Lo mejor es no salir de la cueva, del tubo volcánico fruto de una erupción reciente, efusiva y explosiva, en el que, por cierto, uno se encuentra en la misma gloria: fresquito pero sin frío; oculto, que no escondido, y sin tele ni radio ni señal alguna de tan efermiza civilización. Sólo y sin peligro alrededor. ¡Conseguido! Hay días en que uno…, como fue el de ayer, sólo piensa en las vacaciones estivales, pese a que haya salido hace nada, días y pocas horas, de las jornadas de barriga al aire de Semana Santa, que cada uno la aprovecha como mejor le venga en gana. Hay días y días, noches y noches, y estrellas y estrellas, igual que jaleos gordos y jaleos flacos, aunque ambos jaleos; e igual que los hay, ellos y ellas, más o menos imbéciles, aunque, como bien decía y dice mi recordado amigo Carlos, siempre uno halla, y no se sabe muy bien por qué (¿quizás efecto imán?), al personaje estándar de lo imbécil. Como también defendía Carlos, y vuelve a ser el mismo Carlos, los hay (siempre asoma uno de dentro del mogollón) que son la misma medida de lo imbécil o, por acudir a palabras antes oídas (y cito a aquel mismo Carlos, que, como observan, no dejo de beber de su filosofía ingerida en la calle, la esquina o ante una cuarta de vino en cuevas -las otras- de chochos y moscas), que pueden ser más o menos gilipollas que tal Fulano, el que representa la medida idónea de la gilipollez. Tal cual…
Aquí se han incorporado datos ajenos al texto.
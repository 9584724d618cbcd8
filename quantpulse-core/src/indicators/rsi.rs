//! Relative Strength Index (RSI).
//!
//! Simple rolling means (not Wilder smoothing) of gains and losses over the
//! last `period` close-to-close deltas.
//! RSI = 100 - 100 / (1 + avg_gain / avg_loss)
//! Lookback: period (needs period+1 closes for period deltas).
//! Edge case: avg_loss == 0 → undefined (NaN); consumers read it as 50.

use super::Indicator;
use crate::domain::PriceBar;

/// Value consumers substitute for an undefined RSI.
pub const NEUTRAL_RSI: f64 = 50.0;

#[derive(Debug, Clone)]
pub struct Rsi {
    period: usize,
    name: String,
}

impl Rsi {
    pub fn new(period: usize) -> Self {
        assert!(period >= 1, "RSI period must be >= 1");
        Self {
            period,
            name: format!("rsi_{period}"),
        }
    }
}

impl Indicator for Rsi {
    fn name(&self) -> &str {
        &self.name
    }

    fn lookback(&self) -> usize {
        self.period
    }

    fn compute(&self, bars: &[PriceBar]) -> Vec<f64> {
        let n = bars.len();
        let mut result = vec![f64::NAN; n];

        if n < self.period + 1 {
            return result;
        }

        // changes[i] = close[i] - close[i-1], defined for i >= 1
        let changes: Vec<f64> = bars.windows(2).map(|w| w[1].close - w[0].close).collect();

        for i in self.period..n {
            // Deltas ending at bar i: changes[i - period .. i]
            let window = &changes[(i - self.period)..i];
            let mut gain = 0.0;
            let mut loss = 0.0;
            for &ch in window {
                if ch > 0.0 {
                    gain += ch;
                } else {
                    loss -= ch;
                }
            }
            let avg_gain = gain / self.period as f64;
            let avg_loss = loss / self.period as f64;

            if avg_loss > 0.0 {
                result[i] = 100.0 - 100.0 / (1.0 + avg_gain / avg_loss);
            }
        }

        result
    }
}

#[cfg(test)]
mod tests {
    use super::*;
    use crate::indicators::{assert_approx, make_bars, DEFAULT_EPSILON};

    #[test]
    fn alternating_tape() {
        // deltas: +1, -0.5, +1, -0.5, +1
        let bars = make_bars(&[20.0, 21.0, 20.5, 21.5, 21.0, 22.0]);
        let rsi = Rsi::new(3).compute(&bars);
        assert!(rsi[..3].iter().all(|v| v.is_nan()));
        assert_approx(rsi[3], 80.0, DEFAULT_EPSILON); // RS = 2 / 0.5
        assert_approx(rsi[4], 50.0, DEFAULT_EPSILON); // RS = 1 / 1
        assert_approx(rsi[5], 80.0, DEFAULT_EPSILON);
    }

    #[test]
    fn only_losses_pin_to_zero() {
        let rsi = Rsi::new(3).compute(&make_bars(&[30.0, 29.0, 28.0, 27.0, 26.0]));
        assert_eq!(rsi[3], 0.0);
        assert_eq!(rsi[4], 0.0);
    }

    #[test]
    fn no_losses_is_undefined() {
        // avg_loss == 0 for both a rising and a flat tape
        let rising = Rsi::new(3).compute(&make_bars(&[1.0, 2.0, 3.0, 4.0, 5.0]));
        let flat = Rsi::new(3).compute(&make_bars(&[7.0; 6]));
        assert!(rising.iter().chain(&flat).all(|v| v.is_nan()));
    }

    #[test]
    fn stays_within_zero_and_hundred() {
        let bars = make_bars(&[50.0, 58.0, 41.0, 63.0, 37.0, 70.0, 33.0, 72.0, 30.0]);
        for v in Rsi::new(4).compute(&bars).into_iter().filter(|v| !v.is_nan()) {
            assert!((0.0..=100.0).contains(&v), "{v}");
        }
    }

    #[test]
    fn warm_up_needs_period_plus_one_closes() {
        assert_eq!(Rsi::new(14).lookback(), 14);
        assert!(Rsi::new(14).compute(&make_bars(&[1.0; 14])).iter().all(|v| v.is_nan()));
    }
}
//! Quote levels — volatility-scaled passive bid/ask around the last close.
//!
//! daily_vol = sample std of daily returns over the whole series
//! bid = price * (1 - daily_vol * risk_aversion * 2)
//! ask = price * (1 + daily_vol * risk_aversion * 2)

use serde::{Deserialize, Serialize};

use super::stats::sample_std;
use crate::domain::PriceSeries;

/// Minimum history (bars) for a quote.
pub const MIN_BARS: usize = 20;

pub const DEFAULT_RISK_AVERSION: f64 = 0.5;

#[derive(Debug, Clone, Copy, PartialEq, Serialize, Deserialize)]
pub struct QuoteLevels {
    pub bid_limit: f64,
    pub ask_limit: f64,
    /// Fractional daily standard deviation of returns.
    pub realized_volatility: f64,
}

impl QuoteLevels {
    pub fn spread(&self) -> f64 {
        self.ask_limit - self.bid_limit
    }
}

/// Quote levels for the last close, or `None` with fewer than `MIN_BARS` bars.
pub fn quote_levels(series: &PriceSeries, risk_aversion: f64) -> Option<QuoteLevels> {
    if series.len() < MIN_BARS {
        tracing::debug!(
            symbol = series.symbol(),
            bars = series.len(),
            "quote: insufficient history"
        );
        return None;
    }
    let daily_vol = sample_std(&series.daily_returns())?;
    let price = series.last_close();
    let offset = daily_vol * risk_aversion * 2.0;
    Some(QuoteLevels {
        bid_limit: price * (1.0 - offset),
        ask_limit: price * (1.0 + offset),
        realized_volatility: daily_vol,
    })
}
Esto, el fluido verbal que aquí derramo, tiene que ver, y retorno a las primeras líneas de esta columna, con que he tenido un mal día, un muy mal día… Un mal día que además ha coincidido con la celebración anual de la existencia del libro, convocatoria que, por lo visto hasta primeras horas de la tarde de ayer, me ha terminado de hundir. Y usted se preguntará: “¿Pero este personaje no es el mismo que estaba antes en la cueva y malditas las ganas que tenía de salir de ella, del tubo volcánico?”. El mismo. Yo soy aquél, que no ella (y esto por evitar a la folclórica), y me he echado fuera porque temí que la cueva se obstruyera por las hojas de libros cargados de poemas, cuentos y relatos, más cortos y más largos; y de novelas medianas y ligeras, hondas y livianas, más llanas y más accidentadas, menos clásicas y más atrevidas… Pensé por un momento, el de la agonía clímax que me condujo de dentro hacia fuera del tubo, que los libros, con todas sus hojas impresas de historias que otros antes vomitaron, me iban a escachar, a destriparme en la cueva de volcanismo reciente con capacidad para albergar una única alma. Esa mañana del Día del Libro me agarré tal susto en la cueva que salí por patas, corriendo sin parar, sin mirar hacia detrás. ¡Qué agobio! Vaya sensación de que me comían los libros, sus hojas y cubiertas. Recuperado del sobresalto, tardé nada en releer el mismo cuento, tan piroclástico y basáltico; en fin, inofensivo. Como el mismo…, aquel…, el tal Carlos.